For Educators
Education Impact
Place-Based Education

Leading in Schools, With Lessons from the Land

Posted by Andrea Estey
Education Communications Manager

A snapshot of our 2022–23 Leadership Academy

Two people sit facing each other on a bench in springtime, deep in conversation
Photo by Andrea Estey

For anyone who’s been to Shelburne Farms, you know how inspiring the landscape can be, from rolling green pastures in spring to the way the light filters through the maple trees’ yellow leaves in fall. Observing transformation through the seasons is at the heart of our year-long Education for Sustainability (EFS) Leadership Academy. During each of the program’s four retreats, educators draw parallels between what they see in nature and what they notice in their teaching practice and institutions. “We’re connecting the concept of adaptation in the natural world to leadership practice, noting what’s changing and adapting in our work, and what we may need to do differently,” explains Jen Cirillo, Shelburne Farms Institute for Sustainable Schools director of professional learning. “Systems change has to also involve us–we have to change.” 

“A huge part of this experience for me was reconnecting to the land,” says participant Jackie Kolb, a program specialist with the Smithsonian Science Education Center in Washington, D.C. “Returning to this place to learn and noticing the changes at the farm throughout the year really created a sense of home and homecoming. It reinforced the importance of learning to focus on the land and that inclusion of the land has to be part of sustainability work.”
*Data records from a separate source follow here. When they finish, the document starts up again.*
//! History command - transition audit trail.

use std::path::PathBuf;

use colored::Colorize;
use docket::TransitionRecord;

use crate::store;

pub fn run(
    file: PathBuf,
    id: Option<String>,
    backup: Option<usize>,
    json_output: bool,
) -> Result<(), Box<dyn std::error::Error>> {
    if !file.exists() {
        return Err(format!("Queue file not found: {}", file.display()).into());
    }

    let snapshot = match backup {
        Some(index) => store::load_history(&file, index)?,
        None => store::load(&file)?,
    };

    let records: Vec<&TransitionRecord> = snapshot
        .history
        .iter()
        .filter(|record| id.as_deref().is_none_or(|id| record.item_id.as_str() == id))
        .collect();

    if json_output {
        println!("{}", serde_json::to_string_pretty(&records)?);
        return Ok(());
    }

    if records.is_empty() {
        println!("{}", "No transitions recorded.".dimmed());
    }

    for record in &records {
        let actor = record
            .actor
            .as_deref()
            .map(|a| format!(" by {}", a))
            .unwrap_or_default();
        let note = record
            .note
            .as_deref()
            .map(|n| format!(": {}", n))
            .unwrap_or_default();

        println!(
            "{} {} {} {} {} → {}{}{}",
            record.id.dimmed(),
            record.at.format("%Y-%m-%d %H:%M:%S").to_string().dimmed(),
            format!("[{}]", record.item_id).white().bold(),
            record.action.label().cyan(),
            record.from,
            record.to,
            actor,
            note
        );
    }

    let backups = store::list_history(&file)?;
    if backup.is_none() && !backups.is_empty() {
        println!();
        println!(
            "{} backup(s) in history; use {} to inspect one.",
            backups.len(),
            "--backup N".cyan()
        );
    }

    Ok(())
}
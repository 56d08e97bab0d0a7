//! Page slicing for ordered collections.
//!
//! Pages are 1-based. A requested page beyond the end clamps to the last
//! page, so a non-empty collection never yields an empty page.

use std::ops::Range;

use serde::{Deserialize, Serialize};
use tracing::debug;

use crate::error::{DocketError, Result};

/// Default number of items per page.
pub const DEFAULT_PAGE_SIZE: usize = 10;

/// Number of pages for `total_items` at `page_size`, never less than one.
pub fn total_pages(total_items: usize, page_size: usize) -> usize {
    total_items.div_ceil(page_size.max(1)).max(1)
}

/// Clamp a requested page into `1..=total_pages`.
pub fn clamp_page(page: usize, total_items: usize, page_size: usize) -> usize {
    page.clamp(1, total_pages(total_items, page_size))
}

/// Index range of a page after clamping.
pub fn page_range(total_items: usize, page: usize, page_size: usize) -> Range<usize> {
    let size = page_size.max(1);
    let page = clamp_page(page, total_items, size);
    let start = (page - 1) * size;
    let end = (page * size).min(total_items);
    start..end
}

/// One page of a collection.
#[derive(Debug, Clone, PartialEq, Eq)]
pub struct Page<'a, T> {
    /// Items on this page.
    pub items: &'a [T],
    /// 1-based page number after clamping.
    pub number: usize,
    pub page_size: usize,
    pub total_pages: usize,
    pub total_items: usize,
}

impl<T> Page<'_, T> {
    /// Whether a previous page exists.
    pub fn has_previous(&self) -> bool {
        self.number > 1
    }

    /// Whether a next page exists.
    pub fn has_next(&self) -> bool {
        self.number < self.total_pages
    }

    /// 1-based position of the first item shown, 0 when empty.
    pub fn first_item_number(&self) -> usize {
        if self.items.is_empty() {
            0
        } else {
            (self.number - 1) * self.page_size + 1
        }
    }

    /// 1-based position of the last item shown, 0 when empty.
    pub fn last_item_number(&self) -> usize {
        if self.items.is_empty() {
            0
        } else {
            self.first_item_number() + self.items.len() - 1
        }
    }
}

/// Stored page and page size for one list view.
///
/// Deserialization goes through the same checks as the setters, so a stored
/// page size of 0 is rejected and the page is clamped.
#[derive(Debug, Clone, Copy, PartialEq, Eq, Serialize, Deserialize)]
#[serde(try_from = "StoredPaginator")]
pub struct Paginator {
    page: usize,
    page_size: usize,
    total_items: usize,
}

impl Default for Paginator {
    fn default() -> Self {
        Self {
            page: 1,
            page_size: DEFAULT_PAGE_SIZE,
            total_items: 0,
        }
    }
}

impl Paginator {
    /// Create a paginator on page 1.
    pub fn new(page_size: usize) -> Result<Self> {
        validate_page_size(page_size)?;
        Ok(Self {
            page_size,
            ..Self::default()
        })
    }

    /// Current page (1-based).
    pub fn page(&self) -> usize {
        self.page
    }

    pub fn page_size(&self) -> usize {
        self.page_size
    }

    pub fn total_items(&self) -> usize {
        self.total_items
    }

    pub fn total_pages(&self) -> usize {
        total_pages(self.total_items, self.page_size)
    }

    /// Record a new source length and clamp the current page into range.
    pub fn set_total_items(&mut self, total_items: usize) {
        self.total_items = total_items;
        self.page = clamp_page(self.page, self.total_items, self.page_size);
    }

    /// Move to a page, clamped into range. Returns the page actually selected.
    pub fn set_page(&mut self, page: usize) -> usize {
        self.page = clamp_page(page, self.total_items, self.page_size);
        self.page
    }

    /// Change the page size, recomputing total pages and clamping the page.
    pub fn set_page_size(&mut self, page_size: usize) -> Result<()> {
        validate_page_size(page_size)?;
        self.page_size = page_size;
        self.page = clamp_page(self.page, self.total_items, self.page_size);
        debug!(
            page_size,
            page = self.page,
            total_pages = self.total_pages(),
            "page size changed"
        );
        Ok(())
    }

    /// Advance one page if possible.
    pub fn next_page(&mut self) -> usize {
        self.set_page(self.page + 1)
    }

    /// Go back one page if possible.
    pub fn previous_page(&mut self) -> usize {
        self.set_page(self.page.saturating_sub(1))
    }

    /// Index range of the current page.
    pub fn range(&self) -> Range<usize> {
        page_range(self.total_items, self.page, self.page_size)
    }

    /// Slice `items` at the stored page and size without changing state.
    pub fn slice<'a, T>(&self, items: &'a [T]) -> &'a [T] {
        &items[page_range(items.len(), self.page, self.page_size)]
    }

    /// Sync with `items` and return the current page.
    pub fn paginate<'a, T>(&mut self, items: &'a [T]) -> Page<'a, T> {
        self.set_total_items(items.len());
        Page {
            items: &items[self.range()],
            number: self.page,
            page_size: self.page_size,
            total_pages: self.total_pages(),
            total_items: self.total_items,
        }
    }
}

#[derive(Deserialize)]
struct StoredPaginator {
    page: usize,
    page_size: usize,
    #[serde(default)]
    total_items: usize,
}

impl TryFrom<StoredPaginator> for Paginator {
    type Error = DocketError;

    fn try_from(stored: StoredPaginator) -> Result<Self> {
        let mut paginator = Paginator::new(stored.page_size)?;
        paginator.set_total_items(stored.total_items);
        paginator.set_page(stored.page);
        Ok(paginator)
    }
}

fn validate_page_size(page_size: usize) -> Result<()> {
    if page_size == 0 {
        return Err(DocketError::Validation(
            "Page size must be at least 1".to_string(),
        ));
    }
    Ok(())
}
//! Terminal notifications for committed review actions.

use colored::Colorize;
use docket::queue::ReviewObserver;
use docket::{ReviewItem, TransitionRecord};
use tracing::debug;

/// Prints one line per callback.
pub struct ConsoleObserver {
    /// Print every transition, not only approve/reject/revise.
    pub verbose: bool,
}

impl ConsoleObserver {
    pub fn new(verbose: bool) -> Self {
        Self { verbose }
    }
}

impl ReviewObserver for ConsoleObserver {
    fn on_approve(&self, item: &ReviewItem, comment: Option<&str>) {
        match comment {
            Some(comment) => println!(
                "{} {} {} ({})",
                "✓".green(),
                item.id.as_str().white().bold(),
                item.title,
                comment.dimmed()
            ),
            None => println!("{} {} {}", "✓".green(), item.id.as_str().white().bold(), item.title),
        }
    }

    fn on_reject(&self, item: &ReviewItem, reason: &str) {
        println!(
            "{} {} {}: {}",
            "✗".red(),
            item.id.as_str().white().bold(),
            item.title,
            reason.red()
        );
    }

    fn on_revision(&self, item: &ReviewItem, notes: &str) {
        println!(
            "{} {} {}: {}",
            "↺".yellow(),
            item.id.as_str().white().bold(),
            item.title,
            notes.yellow()
        );
    }

    fn on_view_detail(&self, item: &ReviewItem) {
        debug!(item = %item.id, "viewed item detail");
    }

    fn on_transition(&self, record: &TransitionRecord, item: &ReviewItem) {
        if self.verbose {
            println!(
                "  {} {} {}: {} → {}",
                "•".dimmed(),
                record.id.dimmed(),
                item.id,
                record.from,
                record.to
            );
        }
    }
}
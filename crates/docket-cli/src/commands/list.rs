//! List command - filtered, paginated item cards.

use std::path::PathBuf;

use colored::Colorize;
use docket::QueueConfig;
use docket::presentation::DashboardView;

use crate::cli::FilterArgs;

use super::{open_session, paint};

pub fn run(
    file: PathBuf,
    config: &QueueConfig,
    filters: FilterArgs,
    page: usize,
    page_size: Option<usize>,
    json_output: bool,
) -> Result<(), Box<dyn std::error::Error>> {
    let mut session = open_session(&file, config)?;

    for issue in session.apply_raw_criteria(&filters.to_raw()) {
        eprintln!("{} {} (ignored)", "Warning:".yellow(), issue);
    }
    if let Some(size) = page_size {
        session.set_page_size(size)?;
    }
    session.set_page(page);

    let view = session.view();

    if json_output {
        println!("{}", serde_json::to_string_pretty(&view)?);
        return Ok(());
    }

    print_view(&view);
    Ok(())
}

fn print_view(view: &DashboardView) {
    let counters: Vec<String> = view
        .stats
        .iter()
        .map(|s| format!("{} {}", s.label, paint(&s.value.to_string(), s.tone)))
        .collect();
    println!("{}", counters.join("  "));
    println!();

    if !view.tabs.is_empty() {
        let tabs: Vec<String> = view
            .tabs
            .iter()
            .map(|t| {
                let label = format!("{} ({})", t.label, t.count);
                if t.active {
                    label.cyan().bold().underline().to_string()
                } else {
                    label.dimmed().to_string()
                }
            })
            .collect();
        println!("{}", tabs.join("   "));
        println!();
    }

    if let Some(message) = &view.empty_message {
        println!("  {}", message.dimmed());
        return;
    }

    for card in &view.cards {
        println!(
            "{} {}  {}  {}",
            format!("[{}]", card.id).white().bold(),
            card.title.bold(),
            paint(&card.status.label, card.status.tone),
            paint(&card.priority.label, card.priority.tone),
        );
        let mut details = format!(
            "    {} · {} · {} · {} · {}",
            card.document_type, card.category, card.submitted_by, card.submitted_date, card.confidence
        );
        if let Some(reviewer) = &card.assigned_to {
            details.push_str(&format!(" · {}", reviewer));
        }
        println!("{}", details.dimmed());
        if !card.actions.is_empty() {
            let actions: Vec<&str> = card.actions.iter().map(|a| a.label()).collect();
            println!("    {} {}", "→".cyan(), actions.join(", "));
        }
    }

    println!();
    if let Some((first, last)) = view.showing {
        println!(
            "Showing {}-{} of {} · page {}/{}",
            first, last, view.matching, view.page, view.total_pages
        );
    }
}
Each Leadership Academy participant is, in their own way, trying to make a positive impact on the education system, and arrives with their own goals. Educators are challenged to develop action plans–a big-picture look at the change they’d like to make in their school, community, or beyond–and then develop projects to advance that change. This year included many different kinds of educators–like an independent environmental educator, a curriculum writer, a food systems graduate student, and library media specialists–whose projects ranged from producing a podcast to share education for sustainability best practices with fellow teachers; creating a rubric for schools to evaluate how their administrators contribute to a culture of sustainability; to integrating environmental literacy into Connecticut’s state social studies standards.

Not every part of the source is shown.